Sunnyside Neighborhood Community Cares (SNACC) Committee Updates

You can support the Sunnyside Shower Project by donating your empty cans!

Since 2021, Sunnyside resident Molly Twohy has been collecting cans and donating the funds to various organizations. During the month of November, Molly is helping raise funds for the Sunnyside Shower Project by collecting cans on our behalf. The funds raised will greatly increase our ability to provide toiletry items, food, first aid supplies, clean clothing, laundry cards, tents, and tarps. It will also help us meet other needs of our neighbors living outside. If you’d like to contribute, please label your bags with “Sunnyside Shower Project” and drop them over Molly’s fence at 3333 SE Salmon St. (easily identified by the Rosie the Riveter flyer) any time this month. Don’t have enough cans to donate in November but still want to contribute to the Sunnyside Shower Project? You can always donate funds directly to the SNACC Committee to support the Shower Project on the Sunnyside Neighborhood Association’s website via PayPal, Venmo, or Zelle, or email [email protected] to arrange a cash or check donation. If you anticipate that you will have cans to contribute after November, stay tuned for future canning efforts organized by the SNACC Committee.

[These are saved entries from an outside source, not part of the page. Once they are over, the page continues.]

use std::panic::{catch_unwind, AssertUnwindSafe};
use std::sync::{
    atomic::{AtomicU64, Ordering},
    RwLock,
};

use toolgrid_types::GatewayEvent;

pub type SubscriberId = u64;

type Callback = Box<dyn Fn(&GatewayEvent) + Send + Sync>;

struct Subscriber {
    id: SubscriberId,
    /// None = every event kind.
    kinds: Option<Vec<&'static str>>,
    callback: Callback,
}

/// In-process fan-out of domain events. Delivery is synchronous in the
/// publisher's thread; for one subscriber, events arrive in publish
/// order. A panicking subscriber is logged and does not disturb the
/// publisher or other subscribers. Nothing is persisted here — durable
/// fan-out is the webhook service's job.
pub struct EventBus {
    next_id: AtomicU64,
    subscribers: RwLock<Vec<Subscriber>>,
}

impl EventBus {
    pub fn new() -> Self {
        Self {
            next_id: AtomicU64::new(1),
            subscribers: RwLock::new(Vec::new()),
        }
    }

    pub fn subscribe<F>(&self, callback: F) -> SubscriberId
    where
        F: Fn(&GatewayEvent) + Send + Sync + 'static,
    {
        self.add(None, Box::new(callback))
    }

    pub fn subscribe_kinds<F>(&self, kinds: &[&'static str], callback: F) -> SubscriberId
    where
        F: Fn(&GatewayEvent) + Send + Sync + 'static,
    {
        self.add(Some(kinds.to_vec()), Box::new(callback))
    }

    fn add(&self, kinds: Option<Vec<&'static str>>, callback: Callback) -> SubscriberId {
        let id = self.next_id.fetch_add(1, Ordering::SeqCst);
        self.subscribers.write().unwrap().push(Subscriber {
            id,
            kinds,
            callback,
        });
        id
    }

    pub fn unsubscribe(&self, id: SubscriberId) {
        self.subscribers
            .write()
            .unwrap()
            .retain(|sub| sub.id != id);
    }

    pub fn publish(&self, event: GatewayEvent) {
        let kind = event.kind();
        let subscribers = self.subscribers.read().unwrap();
        for sub in subscribers.iter() {
            if let Some(kinds) = &sub.kinds {
                if !kinds.contains(&kind) {
                    continue;
                }
            }
            if catch_unwind(AssertUnwindSafe(|| (sub.callback)(&event))).is_err() {
                tracing::error!(subscriber = sub.id, kind, "event subscriber panicked");
            }
        }
    }

    pub fn subscriber_count(&self) -> usize {
        self.subscribers.read().unwrap().len()
    }
}

impl Default for EventBus {
    fn default() -> Self {
        Self::new()
    }
}
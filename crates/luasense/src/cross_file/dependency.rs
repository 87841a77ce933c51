//
// cross_file/dependency.rs
//
// Require resolution results and reachable-file traversal
//

use std::collections::{HashSet, VecDeque};
use std::path::{Path, PathBuf};

use super::path_resolve::{resolve_require, ResolveOptions};
use super::require_detect::{RequireMetadata, RequireReference};

/// A `require` reference together with the file it resolved to.
#[derive(Debug, Clone, PartialEq, Eq)]
pub struct ResolvedRequire {
    pub reference: RequireReference,
    pub path: PathBuf,
}

/// Outcome of resolving every `require` of one file.
#[derive(Debug, Clone, Default, PartialEq, Eq)]
pub struct DependencyScan {
    pub resolved: Vec<ResolvedRequire>,
    pub unresolved: Vec<RequireReference>,
}

impl DependencyScan {
    /// Resolved paths in reference order, without duplicates.
    pub fn paths(&self) -> Vec<PathBuf> {
        let mut seen = HashSet::new();
        self.resolved
            .iter()
            .filter(|r| seen.insert(r.path.clone()))
            .map(|r| r.path.clone())
            .collect()
    }
}

/// Resolve the `require` references of `file`.
///
/// Unresolved names are logged and reported, never fatal.
pub fn resolve_dependencies(
    file: &Path,
    meta: &RequireMetadata,
    options: ResolveOptions<'_>,
) -> DependencyScan {
    let mut scan = DependencyScan::default();

    for reference in &meta.requires {
        match resolve_require(&reference.name, file, &meta.search_patterns, options) {
            Some(path) => scan.resolved.push(ResolvedRequire {
                reference: reference.clone(),
                path,
            }),
            None => {
                log::warn!(
                    "Unresolved require '{}' in {} (line {})",
                    reference.name,
                    file.display(),
                    reference.line + 1
                );
                scan.unresolved.push(reference.clone());
            }
        }
    }

    scan
}

/// Breadth-first traversal from `roots` over `dependencies_of`.
///
/// Paths already in `visited` are never yielded, which makes the walk
/// cycle-safe and lets callers exclude a file (such as an open buffer's own
/// path) up front. Each path is yielded at most once, in discovery order.
pub fn breadth_first<F>(
    roots: impl IntoIterator<Item = PathBuf>,
    mut visited: HashSet<PathBuf>,
    mut dependencies_of: F,
) -> Vec<PathBuf>
where
    F: FnMut(&Path) -> Vec<PathBuf>,
{
    let mut order = Vec::new();
    let mut queue = VecDeque::new();

    for root in roots {
        if visited.insert(root.clone()) {
            queue.push_back(root);
        }
    }

    while let Some(path) = queue.pop_front() {
        for dep in dependencies_of(&path) {
            if visited.insert(dep.clone()) {
                queue.push_back(dep);
            }
        }
        order.push(path);
    }

    log::trace!("Reachable file traversal visited {} files", order.len());
    order
}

Questions to Ask/Answer About Emergency Preparedness

Is there a season for emergency preparedness?
The simple answer: nope. 

Is there a reason for emergency preparedness?
The simple answer: yes.

Because we live in a most beautiful part of the world, with mountains, active and inactive volcanoes in the Pacific Ring of Fire, we balance the beauty and wonder of this place with the knowledge that we have to be prepared. Prepared, not scared. The more prepared we are as individuals, within our families, neighborhoods, and schools, the better off we are for daily life, and for whatever weather-related issue that comes our way. Doing nothing, with the hope that an earthquake can’t/won’t happen, is not a plan. 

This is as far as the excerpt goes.